Et pourtant elle vivait d'une
manière qui aurait vite eu raison de toute
autre Européenne. Non seulement elle ne
portait ni bas ni souliers (vieille habitude prise
dans son enfance), ni même de chapeau, sous
ce terrible soleil africain, non seulement elle se
contentait de la grossière nourriture
indigène, mais encore, bien qu'elle fit
attention à l'eau qu'elle buvait, jamais
elle ne la filtrait ou ne la faisait
bouillir ! Cela simplifiait la vie,
disait-elle, de ne pas se mettre en peine de tous
ces détails !
Pourtant elle dut bien s'arrêter
une fois, et reconnaître qu'un nouveau
congé lui était indispensable. Le
départ fut fixé au mois de, janvier
1891. Lorsque vint le moment de s'embarquer, elle
était si malade qu'il fallut encore la
porter à bord du vapeur. Janie, comme
auparavant, l'accompagnait.
C'était une fillette à la tête
crépue, à la peau de velours et aux
yeux rieurs, qui commençait à se dire
que ce serait délicieux d'être blanche
plutôt que noire. Un soir, pendant son
séjour à Glasgow, comme elle prenait
son bain, on la trouva frottant
énergiquement la plante de ses pieds,
à l'endroit où la peau était
d'une teinte plus claire que sur le reste du
corps.
- Que fais-tu là, Janie ?
demanda quelqu'un.
- Oh ! répondit la fillette,
il y a là un petit coin presque blanc ;
peut-être que si je frotte bien fort la peau
deviendra blanche partout.
Pendant ces mêmes vacances, Ma
réalisa un autre de ses rêves. Elle
désirait beaucoup pouvoir ouvrir au Calabar
une école professionnelle où les
garçons apprendraient à se servir de
leurs mains aussi bien que de leur cerveau, afin de
devenir de bons ouvriers en même temps que de
bons instituteurs, et être ainsi utiles
à leur pays à tous les points de vue.
Elle écrivit un long article dans un journal
religieux, développant son idée et en
expliquant le but. Cet article eut le
résultat désiré, et, dans la
suite, l'école fut fondée. Elle porte
aujourd'hui le nom de :
« École professionnelle
Hope-Waddell ».
Ce séjour en Écosse dura
un an. Fortifiée par l'air natal,
réjouie par l'affection qui lui avait
été témoignée, Ma
retourna à son poste solitaire en
février 1892.
Les indigènes d'Ekenge lui
avaient promis à son départ de
s'abstenir de querelles. Et ils tinrent parole;
dès son retour Ma en eut maintes preuves.

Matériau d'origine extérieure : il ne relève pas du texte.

//! Application configuration structures.

use std::collections::HashSet;
use std::fs;
use std::path::Path;
use std::time::Duration;

use serde::{Deserialize, Serialize};

use crate::error::{AppError, Result};
use crate::models::{SourceProfile, default_sources};

/// Root application configuration.
#[derive(Debug, Clone, Serialize, Deserialize)]
pub struct Config {
    /// HTTP and worker pool settings
    #[serde(default)]
    pub crawler: CrawlerConfig,

    /// Anti-detection pacing and request identity
    #[serde(default)]
    pub pacing: PacingConfig,

    /// Default circuit breaker and retry settings
    #[serde(default)]
    pub resilience: ResilienceConfig,

    /// Early stop, query fallback and caching
    #[serde(default)]
    pub enrichment: EnrichmentConfig,

    /// Upstream source profiles
    #[serde(default = "default_sources")]
    pub sources: Vec<SourceProfile>,
}

impl Config {
    /// Load configuration from a TOML file.
    pub fn load(path: impl AsRef<Path>) -> Result<Self> {
        let content = fs::read_to_string(path)?;
        Ok(toml::from_str(&content)?)
    }

    /// Enabled sources in priority order.
    pub fn enabled_sources(&self) -> Vec<&SourceProfile> {
        let mut sources: Vec<_> = self.sources.iter().filter(|s| s.enabled).collect();
        sources.sort_by_key(|s| s.priority);
        sources
    }

    /// Resilience settings for a source, honoring its override.
    pub fn resilience_for<'a>(&'a self, source: &'a SourceProfile) -> &'a ResilienceConfig {
        source.resilience.as_ref().unwrap_or(&self.resilience)
    }

    /// Per-call deadline for a source.
    pub fn timeout_for(&self, source: &SourceProfile) -> Duration {
        Duration::from_secs(source.timeout_secs.unwrap_or(self.crawler.timeout_secs))
    }

    /// Validate configuration values for basic sanity.
    pub fn validate(&self) -> Result<()> {
        if self.crawler.timeout_secs == 0 {
            return Err(AppError::validation("crawler.timeout_secs must be > 0"));
        }
        if self.crawler.max_concurrent == 0 {
            return Err(AppError::validation("crawler.max_concurrent must be > 0"));
        }
        self.pacing.validate()?;
        self.resilience.validate("resilience")?;

        let threshold = self.enrichment.early_stop_threshold;
        if !threshold.is_finite() || threshold < 0.0 {
            return Err(AppError::validation(
                "enrichment.early_stop_threshold must be a non-negative number",
            ));
        }

        let mut seen = HashSet::new();
        for source in &self.sources {
            let ctx = format!("sources.{}", source.id);
            if !seen.insert(source.id.as_str()) {
                return Err(AppError::validation(format!("{ctx}: duplicate source id")));
            }
            if !(0.0..=1.0).contains(&source.confidence) {
                return Err(AppError::validation(format!(
                    "{ctx}.confidence must be within [0, 1]"
                )));
            }
            if !source.endpoint.contains("{query}") {
                return Err(AppError::validation(format!(
                    "{ctx}.endpoint has no {{query}} placeholder"
                )));
            }
            if source.timeout_secs == Some(0) {
                return Err(AppError::validation(format!("{ctx}.timeout_secs must be > 0")));
            }
            if let Some(resilience) = &source.resilience {
                resilience.validate(&format!("{ctx}.resilience"))?;
            }
        }

        if self.enabled_sources().is_empty() {
            return Err(AppError::validation("No enabled sources defined"));
        }
        Ok(())
    }
}

impl Default for Config {
    fn default() -> Self {
        Self {
            crawler: CrawlerConfig::default(),
            pacing: PacingConfig::default(),
            resilience: ResilienceConfig::default(),
            enrichment: EnrichmentConfig::default(),
            sources: default_sources(),
        }
    }
}

/// HTTP client and worker pool settings.
#[derive(Debug, Clone, Serialize, Deserialize)]
pub struct CrawlerConfig {
    /// Request timeout in seconds
    #[serde(default = "defaults::timeout")]
    pub timeout_secs: u64,

    /// Gyms processed concurrently
    #[serde(default = "defaults::max_concurrent")]
    pub max_concurrent: usize,
}

impl Default for CrawlerConfig {
    fn default() -> Self {
        Self {
            timeout_secs: defaults::timeout(),
            max_concurrent: defaults::max_concurrent(),
        }
    }
}

/// Request identity pools and human-like pacing.
#[derive(Debug, Clone, Serialize, Deserialize)]
pub struct PacingConfig {
    #[serde(default = "defaults::request_delay_min")]
    pub request_delay_min_ms: u64,

    #[serde(default = "defaults::request_delay_max")]
    pub request_delay_max_ms: u64,

    /// Cool-down after an upstream block
    #[serde(default = "defaults::block_delay_min")]
    pub block_delay_min_ms: u64,

    #[serde(default = "defaults::block_delay_max")]
    pub block_delay_max_ms: u64,

    #[serde(default = "defaults::user_agents")]
    pub user_agents: Vec<String>,

    #[serde(default = "defaults::referers")]
    pub referers: Vec<String>,
}

impl PacingConfig {
    fn validate(&self) -> Result<()> {
        if self.request_delay_min_ms > self.request_delay_max_ms {
            return Err(AppError::validation(
                "pacing.request_delay_min_ms exceeds request_delay_max_ms",
            ));
        }
        if self.block_delay_min_ms > self.block_delay_max_ms {
            return Err(AppError::validation(
                "pacing.block_delay_min_ms exceeds block_delay_max_ms",
            ));
        }
        if self.user_agents.iter().all(|ua| ua.trim().is_empty()) {
            return Err(AppError::validation("pacing.user_agents is empty"));
        }
        Ok(())
    }
}

impl Default for PacingConfig {
    fn default() -> Self {
        Self {
            request_delay_min_ms: defaults::request_delay_min(),
            request_delay_max_ms: defaults::request_delay_max(),
            block_delay_min_ms: defaults::block_delay_min(),
            block_delay_max_ms: defaults::block_delay_max(),
            user_agents: defaults::user_agents(),
            referers: defaults::referers(),
        }
    }
}

/// Circuit breaker and retry settings.
#[derive(Debug, Clone, Serialize, Deserialize)]
pub struct ResilienceConfig {
    /// Failures in CLOSED before the breaker opens
    #[serde(default = "defaults::failure_threshold")]
    pub failure_threshold: u32,

    /// Seconds OPEN before a trial call is allowed
    #[serde(default = "defaults::recovery_timeout")]
    pub recovery_timeout_secs: u64,

    /// Failed trial calls tolerated in HALF_OPEN
    #[serde(default = "defaults::half_open_max_calls")]
    pub half_open_max_calls: u32,

    /// Attempts per source call, including the first
    #[serde(default = "defaults::max_retries")]
    pub max_retries: u32,

    #[serde(default = "defaults::base_delay")]
    pub base_delay_ms: u64,

    #[serde(default = "defaults::max_delay")]
    pub max_delay_ms: u64,

    /// Floor applied after jitter
    #[serde(default = "defaults::min_delay")]
    pub min_delay_ms: u64,

    #[serde(default = "defaults::backoff_multiplier")]
    pub backoff_multiplier: f64,
}

impl ResilienceConfig {
    pub fn recovery_timeout(&self) -> Duration {
        Duration::from_secs(self.recovery_timeout_secs)
    }

    fn validate(&self, ctx: &str) -> Result<()> {
        if self.failure_threshold == 0 {
            return Err(AppError::validation(format!(
                "{ctx}.failure_threshold must be > 0"
            )));
        }
        if self.half_open_max_calls == 0 {
            return Err(AppError::validation(format!(
                "{ctx}.half_open_max_calls must be > 0"
            )));
        }
        if self.max_retries == 0 {
            return Err(AppError::validation(format!("{ctx}.max_retries must be > 0")));
        }
        if !self.backoff_multiplier.is_finite() || self.backoff_multiplier < 1.0 {
            return Err(AppError::validation(format!(
                "{ctx}.backoff_multiplier must be >= 1.0"
            )));
        }
        if self.base_delay_ms > self.max_delay_ms {
            return Err(AppError::validation(format!(
                "{ctx}.base_delay_ms exceeds max_delay_ms"
            )));
        }
        if self.min_delay_ms > self.max_delay_ms {
            return Err(AppError::validation(format!(
                "{ctx}.min_delay_ms exceeds max_delay_ms"
            )));
        }
        Ok(())
    }
}

impl Default for ResilienceConfig {
    fn default() -> Self {
        Self {
            failure_threshold: defaults::failure_threshold(),
            recovery_timeout_secs: defaults::recovery_timeout(),
            half_open_max_calls: defaults::half_open_max_calls(),
            max_retries: defaults::max_retries(),
            base_delay_ms: defaults::base_delay(),
            max_delay_ms: defaults::max_delay(),
            min_delay_ms: defaults::min_delay(),
            backoff_multiplier: defaults::backoff_multiplier(),
        }
    }
}

/// Orchestration settings.
#[derive(Debug, Clone, Serialize, Deserialize)]
pub struct EnrichmentConfig {
    /// Best fragment confidence considered good enough to stop querying
    #[serde(default = "defaults::early_stop_threshold")]
    pub early_stop_threshold: f64,

    /// Fragments required before early stop may trigger
    #[serde(default = "defaults::min_fragments_before_stop")]
    pub min_fragments_before_stop: usize,

    /// Retry once with a punctuation-stripped query when a source finds nothing
    #[serde(default = "defaults::simplify_on_empty")]
    pub simplify_on_empty: bool,

    /// Response cache lifetime; 0 disables caching
    #[serde(default = "defaults::cache_ttl")]
    pub cache_ttl_secs: u64,
}

impl Default for EnrichmentConfig {
    fn default() -> Self {
        Self {
            early_stop_threshold: defaults::early_stop_threshold(),
            min_fragments_before_stop: defaults::min_fragments_before_stop(),
            simplify_on_empty: defaults::simplify_on_empty(),
            cache_ttl_secs: defaults::cache_ttl(),
        }
    }
}

mod defaults {
    // Crawler defaults
    pub fn timeout() -> u64 {
        10
    }
    pub fn max_concurrent() -> usize {
        4
    }

    // Pacing defaults
    pub fn request_delay_min() -> u64 {
        2_000
    }
    pub fn request_delay_max() -> u64 {
        5_000
    }
    pub fn block_delay_min() -> u64 {
        10_000
    }
    pub fn block_delay_max() -> u64 {
        20_000
    }
    pub fn user_agents() -> Vec<String> {
        vec![
            "Mozilla/5.0 (Windows NT 10.0; Win64; x64) AppleWebKit/537.36 (KHTML, like Gecko) Chrome/124.0.0.0 Safari/537.36".into(),
            "Mozilla/5.0 (Macintosh; Intel Mac OS X 10_15_7) AppleWebKit/605.1.15 (KHTML, like Gecko) Version/17.4 Safari/605.1.15".into(),
            "Mozilla/5.0 (Windows NT 10.0; Win64; x64; rv:125.0) Gecko/20100101 Firefox/125.0".into(),
            "Mozilla/5.0 (X11; Linux x86_64) AppleWebKit/537.36 (KHTML, like Gecko) Chrome/123.0.0.0 Safari/537.36".into(),
            "Mozilla/5.0 (iPhone; CPU iPhone OS 17_4 like Mac OS X) AppleWebKit/605.1.15 (KHTML, like Gecko) Version/17.4 Mobile/15E148 Safari/604.1".into(),
        ]
    }
    pub fn referers() -> Vec<String> {
        vec![
            "https://www.google.com/".into(),
            "https://www.naver.com/".into(),
            "https://www.daum.net/".into(),
            "https://map.kakao.com/".into(),
        ]
    }

    // Resilience defaults
    pub fn failure_threshold() -> u32 {
        5
    }
    pub fn recovery_timeout() -> u64 {
        60
    }
    pub fn half_open_max_calls() -> u32 {
        3
    }
    pub fn max_retries() -> u32 {
        3
    }
    pub fn base_delay() -> u64 {
        1_000
    }
    pub fn max_delay() -> u64 {
        30_000
    }
    pub fn min_delay() -> u64 {
        100
    }
    pub fn backoff_multiplier() -> f64 {
        2.0
    }

    // Enrichment defaults
    pub fn early_stop_threshold() -> f64 {
        0.7
    }
    pub fn min_fragments_before_stop() -> usize {
        2
    }
    pub fn simplify_on_empty() -> bool {
        true
    }
    pub fn cache_ttl() -> u64 {
        3_600
    }
}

Mais ils lui dirent combien elle leur
avait manqué, et qu'à l'avenir, ils
ne pourrait plus se passer d'elle. Comme des
enfants, ils venaient lui raconter leurs peines et
leurs épreuves. Lorsqu'une dispute
s'élevait, chacun de s'écrier :
« Allons trouver Ma ! » Et
Ma écoutait, décidait qui avait
raison, et tous s'en retournaient
satisfaits.
Il n'était plus nécessaire
que Ma se rendit en personne dans un village
à la mort d'un chef. Elle y envoyait un
message, disant que personne ne devait être
tué ; on commençait par
protester énergiquement, mais les
protestations aboutissaient toujours à
ceci : « C'est bien. Nous avons
compris ; notre mère a
décidé ; nous lui
obéirons ».
Ils ne savaient pas, ces sauvages, que,
pendant qu'ils. discutaient entre eux, Ma
était à genoux dans sa chambre,
priant Dieu d'adoucir leurs coeurs.
Quelques-uns cependant regrettaient les
jours d'autrefois : « Ma,
disaient-ils, vous avez ruiné toutes nos
bonnes vieilles coutumes. Nous avions l'habitude
d'emmener nos gens avec nous quand nous partions
pour le monde des esprits ; maintenant nous y
allons tout seuls ».
Il fallait toujours que Ma fût sur
le qui-vive, car plusieurs des tribus
éloignées n'avaient pas
abandonné leurs rites païens. Lorsque
ces gens se préparaient à des actes
qui n'auraient pas - ils le savaient bien - son
approbation, ils s'enfonçaient en plein
coeur de la forêt pour échapper
à ses regards. Un jour, apprenant qu'un chef
était mort, elle se fit conduire dans un
coin perdu de la forêt
où les hommes libres du
chef défunt soumettaient de nombreux
prisonniers à l'épreuve du poison.
Les gens, en la voyant arriver,
s'imaginèrent qu'elle se fatiguerait
d'attendre leur décision, et ils s'assirent
par terre, espérant lasser sa patience. Mais
des jours et des nuits se passèrent, et Ma
était toujours là, dormant le soir
près. d'un feu ; elle n'avait pas peur
de ces hommes armés, mais elle avait peur
des bêtes fauves qui, se glissant dans
l'obscurité, auraient pu bondir sur elle. Ce
ne fut pas elle qui perdit patience, ce furent les
indigènes, et peu à peu tous les
prisonniers furent libérés.
Plus que personne, Emé Eté
aidait Ma. Elle savait toujours ce qui se tramait,
et secrètement la tenait au courant.
Appelant un messager de confiance, elle lui
remettait une bouteille. « Porte vite
cela à Ma, disait-elle, et prie-la de
remplir ceci de ibok (médecine) ;
dépêche-toi. »
En recevant la bouteille, Ma comprenait
sans peine de quoi il s'agissait ; cela
voulait dire : « Sois
prête ! » Et elle se tenait
prête. Lorsque retentissait le cri -
« Cours, Ma !
cours ! », elle volait où
était le danger.
Une fois elle resta tout un mois
habillée, se reposant sans ôter ses
vêtements. Mais le résultat de cette
longue attente fut la libération d'un homme
condamné à mort.
Il arrivait cependant parfois qu'une
querelle était si soudaine, ou qu'on
appelait Ma tellement à l'improviste, qu'il
était impossible à celle-ci de partir
sur le champ. Alors, pour gagner du temps,
elle dépêchait un
coureur agile à ceux qui allaient en venir
aux mains ; elle leur envoyait par ce messager
une grande feuille de papier blanc sur laquelle
elle écrivait quelques mots et
répandait des quantités de cire
à cacheter pour lui donner un air important.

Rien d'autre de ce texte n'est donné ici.